Un premier sketch contemporain en mode giallo
De son côté, Mario Bava se trouve alors au sommet de sa créativité artistique. Ce dernier réalise en cette même année 1963 La fille qui en savait trop puis Le corps et le fouet, deux autres contributions majeures au cinéma populaire italien. Débutant par un sketch très influencé par Alfred Hitchcock, Bava réussit par intermittence à égaler le maître anglais. Malgré une histoire aux rebondissements peu enthousiasmants, il crée une ambiance troublante grâce à des mouvements d’appareil très fluides et à la conviction de Michèle Mercier. D’une beauté plastique impeccable, l’actrice se donne à fond pour susciter la peur, souvent avec succès. On notera également la présence d’un sous-texte lesbien qui n’était pas si fréquent à l’époque.
Le second segment place quant à lui la barre plus haut avec un récit vampirique du plus bel effet. Donnant libre cours à son inspiration gothique sortie tout droit des œuvres de la Hammer, Bava met en place des éclairages bariolés qui seront par la suite sa marque de fabrique.

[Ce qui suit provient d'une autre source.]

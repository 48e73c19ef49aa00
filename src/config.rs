use std::{env, str::FromStr, time::Duration};

use chrono_tz::Tz;

use crate::{
    errors::{AppError, AppResult},
    lesson::DecoderConfig,
};

#[derive(Debug, Clone)]
pub struct Config {
    pub base_url: String,
    pub school: String,
    pub bind_addr: String,
    pub timezone: Tz,
    pub request_timeout: Duration,
    pub decoder: DecoderConfig,
}

fn parse_var<T: FromStr>(name: &'static str, default: T) -> AppResult<T> {
    match env::var(name) {
        Ok(v) => v
            .parse()
            .map_err(|_| AppError::InvalidConfig(format!("{} has an invalid value {:?}", name, v))),
        Err(_) => Ok(default),
    }
}

impl Config {
    /// Reads the configuration from the environment. Call `dotenv` first to
    /// pick up a `.env` file.
    pub fn from_env() -> AppResult<Self> {
        let base_url =
            env::var("UNTIS_BASE_URL").map_err(|_| AppError::MissingConfig("UNTIS_BASE_URL"))?;
        let school =
            env::var("UNTIS_SCHOOL").map_err(|_| AppError::MissingConfig("UNTIS_SCHOOL"))?;

        let defaults = DecoderConfig::default();
        let decoder = DecoderConfig {
            supervision_id: parse_var("UNTIS_SUPERVISION_ID", defaults.supervision_id)?,
            team_teaching_id: parse_var("UNTIS_TEAM_TEACHING_ID", defaults.team_teaching_id)?,
            unknown_name: env::var("UNTIS_UNKNOWN_NAME").unwrap_or(defaults.unknown_name),
        };

        Ok(Self {
            base_url,
            school,
            bind_addr: env::var("BIND_ADDR").unwrap_or_else(|_| "127.0.0.1:8080".to_owned()),
            timezone: parse_var("UNTIS_TIMEZONE", chrono_tz::Europe::Berlin)?,
            request_timeout: Duration::from_secs(parse_var("UNTIS_REQUEST_TIMEOUT_SECS", 30u64)?),
            decoder,
        })
    }
}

Les décors fabuleux, la bande sonore angoissante et la prestation hallucinée de Boris Karloff font de ce sketch un pur moment de poésie macabre, à ranger à côté du superbe Le corps et le fouet.

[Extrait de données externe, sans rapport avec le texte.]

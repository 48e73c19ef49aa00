use chrono::NaiveDate;
use reqwest::{cookie::CookieStore, header, Url};
use serde::{Deserialize, Serialize};
use tracing::debug;

use crate::{
    errors::{AppError, AppResult},
    untis::UntisClient,
    util::{encode_request_date, HolidayInterval},
};

const JSON_OR_TEXT: &str = "application/json, text/plain, */*";

#[derive(Clone)]
pub struct Credentials {
    pub school: String,
    pub username: String,
    pub password: String,
}

#[derive(Debug, Clone, PartialEq, Serialize, Deserialize)]
#[serde(rename_all = "camelCase")]
pub struct DateRange {
    pub start: String,
    pub end: String,
}

#[derive(Debug, Clone, PartialEq, Serialize, Deserialize)]
#[serde(rename_all = "camelCase")]
pub struct SchoolYear {
    pub id: i64,
    pub name: String,
    pub date_range: DateRange,
    #[serde(default)]
    pub time_grid: Option<serde_json::Value>,
}

/// Everything a weekly fetch needs, as produced by the login handshake.
#[derive(Debug, Clone, PartialEq)]
pub struct Session {
    pub session_id: String,
    /// School name as sent in the `schoolname` cookie of weekly fetches.
    pub school_id: String,
    pub user_id: i64,
    pub allowed_class: Option<i64>,
    pub current_school_year: Option<SchoolYear>,
    pub holidays: Option<Vec<HolidayInterval>>,
}

/// Splits a `Cookie` header value into its value for `name`.
fn cookie_value(cookies: &str, name: &str) -> Option<String> {
    cookies.split(';').find_map(|pair| {
        let (k, v) = pair.split_once('=')?;
        if k.trim() == name {
            Some(v.trim().to_owned())
        } else {
            None
        }
    })
}

/// Logs in and collects the session, user id, school year and holidays.
pub async fn get_session(
    client: &UntisClient,
    credentials: &Credentials,
    today: NaiveDate,
) -> AppResult<Session> {
    let http = client.http();

    let form = [
        ("school", credentials.school.as_str()),
        ("j_username", credentials.username.as_str()),
        ("j_password", credentials.password.as_str()),
        ("token", ""),
    ];
    let res = http
        .post(client.url("j_spring_security_check"))
        .header(header::ACCEPT, mime::APPLICATION_JSON.as_ref())
        .form(&form)
        .send()
        .await?;
    debug!(status = res.status().as_u16(), "login submitted");

    // session cookies are scoped to the /WebUntis path
    let scope = Url::parse(&client.url("")).map_err(|_| AppError::InternalError)?;
    let cookies = client
        .jar()
        .cookies(&scope)
        .and_then(|v| v.to_str().ok().map(str::to_owned))
        .ok_or(AppError::InvalidUsernamePassword)?;
    let session_id =
        cookie_value(&cookies, "JSESSIONID").ok_or(AppError::InvalidUsernamePassword)?;

    let token = http
        .get(client.url("api/token/new"))
        .header(header::ACCEPT, JSON_OR_TEXT)
        .send()
        .await?
        .error_for_status()
        .map_err(|_| AppError::InvalidToken)?
        .text()
        .await?;
    let token = token.trim();
    if token.is_empty() {
        return Err(AppError::InvalidToken);
    }

    #[derive(Debug, Deserialize)]
    #[serde(rename_all = "camelCase")]
    struct AppData {
        user: User,
        current_school_year: Option<SchoolYear>,
        holidays: Option<Vec<HolidayInterval>>,
    }

    #[derive(Debug, Deserialize)]
    struct User {
        person: Person,
    }

    #[derive(Debug, Deserialize)]
    struct Person {
        id: i64,
    }

    let app: AppData = http
        .get(client.url("api/rest/view/v1/app/data"))
        .header(header::ACCEPT, JSON_OR_TEXT)
        .bearer_auth(token)
        .send()
        .await?
        .error_for_status()?
        .json()
        .await
        .map_err(|_| AppError::InternalError)?;

    #[derive(Debug, Deserialize)]
    struct PageConfig {
        data: PageData,
    }

    #[derive(Debug, Deserialize)]
    struct PageData {
        elements: Vec<PageElement>,
    }

    #[derive(Debug, Deserialize)]
    #[serde(rename_all = "camelCase")]
    struct PageElement {
        klasse_id: Option<i64>,
    }

    let page: PageConfig = http
        .get(client.url("api/public/timetable/weekly/pageconfig"))
        .query(&[
            ("type", "5".to_owned()),
            ("date", encode_request_date(today)),
            ("isMyTimetableSelected", "true".to_owned()),
        ])
        .header(header::ACCEPT, JSON_OR_TEXT)
        .bearer_auth(token)
        .send()
        .await?
        .error_for_status()?
        .json()
        .await
        .map_err(|_| AppError::InternalError)?;

    let allowed_class = page.data.elements.first().and_then(|e| e.klasse_id);
    debug!(user = app.user.person.id, ?allowed_class, "session established");

    Ok(Session {
        session_id,
        school_id: credentials.school.clone(),
        user_id: app.user.person.id,
        allowed_class,
        current_school_year: app.current_school_year,
        holidays: app.holidays,
    })
}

Des éclairages démentiels qui dénoncent l’artificialité du cinéma fantastique
Enfin, La goutte d’eau termine en beauté ce long-métrage : uniquement fondé sur la magie des éclairages (les fans d’Argento et de Suspiria seront aux anges), cette simple histoire de malédiction provoque dès ses premières images l’angoisse, puis l’effroi. Chaque plan est travaillé à l’extrême, avec un souci maniaque du détail. Baroque, cet épisode est finalement le plus abouti des trois. Mais là où Mario Bava se distingue une fois de plus de ses concurrents, c’est lors du brillant final dévoilant que tout ce qui nous a été raconté n’est qu’illusion. Par une mise en abyme audacieuse, le cinéaste révèle la nature artificielle du cinéma. Cette pirouette finale achève de faire des Trois visages de la peur un must du cinéma horrifique italien des années 60.

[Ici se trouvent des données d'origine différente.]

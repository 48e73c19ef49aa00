use std::collections::{HashMap, HashSet};

use serde::{Deserialize, Serialize};

use crate::{
    errors::AppResult,
    untis::{CellState, ElementKind, PeriodElement, RawElement, RawPeriod, WeekData},
    util::{decode_date, decode_time},
};

pub const UNKNOWN: &str = "Unknown";

/// School-specific teacher ids that encode administrative states rather than
/// real substitute teachers.
#[derive(Debug, Clone, PartialEq, Eq)]
pub struct DecoderConfig {
    pub supervision_id: i64,
    pub team_teaching_id: i64,
    pub unknown_name: String,
}

impl Default for DecoderConfig {
    fn default() -> Self {
        Self {
            supervision_id: 81,
            team_teaching_id: 411,
            unknown_name: UNKNOWN.to_owned(),
        }
    }
}

#[derive(Debug, Clone, PartialEq, Eq, Serialize, Deserialize)]
#[serde(rename_all = "camelCase")]
pub struct Entity {
    pub id: i64,
    pub name: String,
    #[serde(skip_serializing_if = "Option::is_none", default)]
    pub long_name: Option<String>,
}

impl Entity {
    pub fn unknown(config: &DecoderConfig) -> Self {
        Self {
            id: -1,
            name: config.unknown_name.clone(),
            long_name: None,
        }
    }
}

#[derive(Debug, Clone, PartialEq, Eq, Serialize, Deserialize)]
#[serde(rename_all = "camelCase")]
pub struct Lesson {
    pub id: i64,
    pub date: String,
    pub start_time: String,
    pub end_time: String,
    pub teacher: String,
    pub subst_teacher: String,
    pub subject: String,
    pub room: Entity,
    pub additional_info: String,
    pub is_substitution: bool,
    pub is_teams: bool,
    pub is_eva: bool,
    pub is_cancelled: bool,
    pub is_free: bool,
}

/// Teachers, rooms and subjects, each deduplicated by id in order of first
/// appearance.
#[derive(Debug, Clone, Default, PartialEq, Eq, Serialize, Deserialize)]
pub struct Catalog {
    pub teachers: Vec<Entity>,
    pub rooms: Vec<Entity>,
    pub subjects: Vec<Entity>,
}

impl Catalog {
    pub fn from_elements<'a, I>(elements: I) -> Self
    where
        I: IntoIterator<Item = &'a RawElement>,
    {
        let mut catalog = Catalog::default();
        let mut seen: HashSet<(ElementKind, i64)> = HashSet::new();

        for e in elements {
            let list = match e.kind {
                ElementKind::Teacher => &mut catalog.teachers,
                ElementKind::Room => &mut catalog.rooms,
                ElementKind::Subject => &mut catalog.subjects,
                _ => continue,
            };
            if !seen.insert((e.kind, e.id)) {
                continue;
            }
            list.push(Entity {
                id: e.id,
                name: e.name.clone(),
                // teachers carry no long name
                long_name: match e.kind {
                    ElementKind::Teacher => None,
                    _ => e.long_name.clone(),
                },
            });
        }

        catalog
    }
}

/// Id-keyed view of one week's elements. The first element with a given id
/// wins.
struct Lookup<'a> {
    teachers: HashMap<i64, &'a RawElement>,
    rooms: HashMap<i64, &'a RawElement>,
    subjects: HashMap<i64, &'a RawElement>,
}

impl<'a> Lookup<'a> {
    fn new(elements: &'a [RawElement]) -> Self {
        let mut lookup = Lookup {
            teachers: HashMap::new(),
            rooms: HashMap::new(),
            subjects: HashMap::new(),
        };
        for e in elements {
            let map = match e.kind {
                ElementKind::Teacher => &mut lookup.teachers,
                ElementKind::Room => &mut lookup.rooms,
                ElementKind::Subject => &mut lookup.subjects,
                _ => continue,
            };
            map.entry(e.id).or_insert(e);
        }
        lookup
    }

    fn name(map: &HashMap<i64, &RawElement>, id: i64) -> Option<String> {
        map.get(&id).map(|e| e.name.clone())
    }
}

fn find_ref(period: &RawPeriod, kind: ElementKind) -> Option<&PeriodElement> {
    period.elements.iter().find(|e| e.kind == kind)
}

fn teacher_ref(period: &RawPeriod) -> Option<&PeriodElement> {
    let substitution = period.cell_state == CellState::Substitution;
    period
        .elements
        .iter()
        .find(|e| e.kind == ElementKind::Teacher && (!substitution || e.org_id != 0))
}

fn decode_period(period: &RawPeriod, lookup: &Lookup, config: &DecoderConfig) -> AppResult<Lesson> {
    let unknown = || config.unknown_name.clone();
    let substitution = period.cell_state == CellState::Substitution;

    let teacher = teacher_ref(period);
    let room = find_ref(period, ElementKind::Room);
    let subject = find_ref(period, ElementKind::Subject);

    let teacher_name = teacher
        .and_then(|t| {
            let id = if substitution { t.org_id } else { t.id };
            Lookup::name(&lookup.teachers, id)
        })
        .unwrap_or_else(unknown);
    let subst_teacher = match teacher {
        Some(t) if substitution => Lookup::name(&lookup.teachers, t.id).unwrap_or_else(unknown),
        _ => unknown(),
    };
    let subject_name = subject
        .and_then(|s| Lookup::name(&lookup.subjects, s.id))
        .unwrap_or_else(unknown);

    // Room lookup only happens when the period references a subject.
    let room = match (subject, room) {
        (Some(_), Some(r)) => lookup.rooms.get(&r.id).map(|e| Entity {
            id: e.id,
            name: e.name.clone(),
            long_name: e.long_name.clone(),
        }),
        _ => None,
    }
    .unwrap_or_else(|| Entity::unknown(config));

    let teacher_id = teacher.map(|t| t.id);
    let is_marker = matches!(
        teacher_id,
        Some(id) if id == config.supervision_id || id == config.team_teaching_id
    );

    Ok(Lesson {
        id: period.lesson_id,
        date: decode_date(period.date)?,
        start_time: decode_time(period.start_time)?,
        end_time: decode_time(period.end_time)?,
        teacher: teacher_name,
        subst_teacher,
        subject: subject_name,
        room,
        additional_info: period.period_text.clone().unwrap_or_default(),
        is_substitution: substitution && !is_marker,
        is_teams: substitution && teacher_id == Some(config.team_teaching_id),
        is_eva: teacher_id == Some(config.supervision_id),
        is_cancelled: period.cell_state == CellState::Cancel,
        is_free: period.cell_state == CellState::Free,
    })
}

/// Decodes one week's periods in input order. Unresolvable names degrade to
/// the unknown placeholder; malformed date or time codes fail the week.
pub fn decode_week(week: &WeekData, config: &DecoderConfig) -> AppResult<Vec<Lesson>> {
    let lookup = Lookup::new(&week.elements);

    week.periods()
        .iter()
        .map(|p| decode_period(p, &lookup, config))
        .collect()
}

Mario Bava lui-même, pourtant très dur avec son œuvre, dans un entretien publié dans Positif n°138 en mai 1972, répondait ainsi à la question de savoir quel était son film préféré :
Peut-être Les trois visages de la peur. Avec Boris Karloff : un véritable gentleman, celui-là. Jamais un retard, pas le moindre caprice. A l’époque, il souffrait d’une arthrite et il souffrait même beaucoup : il ne nous en a absolument rien dit.
Un échec commercial à redécouvrir de nos jours en UHD 4K
Sorti aux États-Unis sous le titre Black Sabbath, avec un montage et une musique différents, Les trois visages de la peur n’a pas rencontré le succès. Pas davantage en Italie, ni même en France où les spectateurs français ne furent que 230 461 curieux à faire le déplacement dans les quelques salles qui l’ont projeté. Depuis cette époque, le réalisateur a été heureusement réhabilité et le métrage est non seulement ressorti en salles en juillet 2019 dans une copie restaurée, mais est trouvable chez Le Chat qui Fume en Blu-ray UHD 4K.
Signalons d’ailleurs que la copie y est de toute beauté et que les nombreux suppléments contribuent à remettre le film dans son contexte. Un bel objet à posséder absolument pour tous les amateurs de cinéma gothique italien.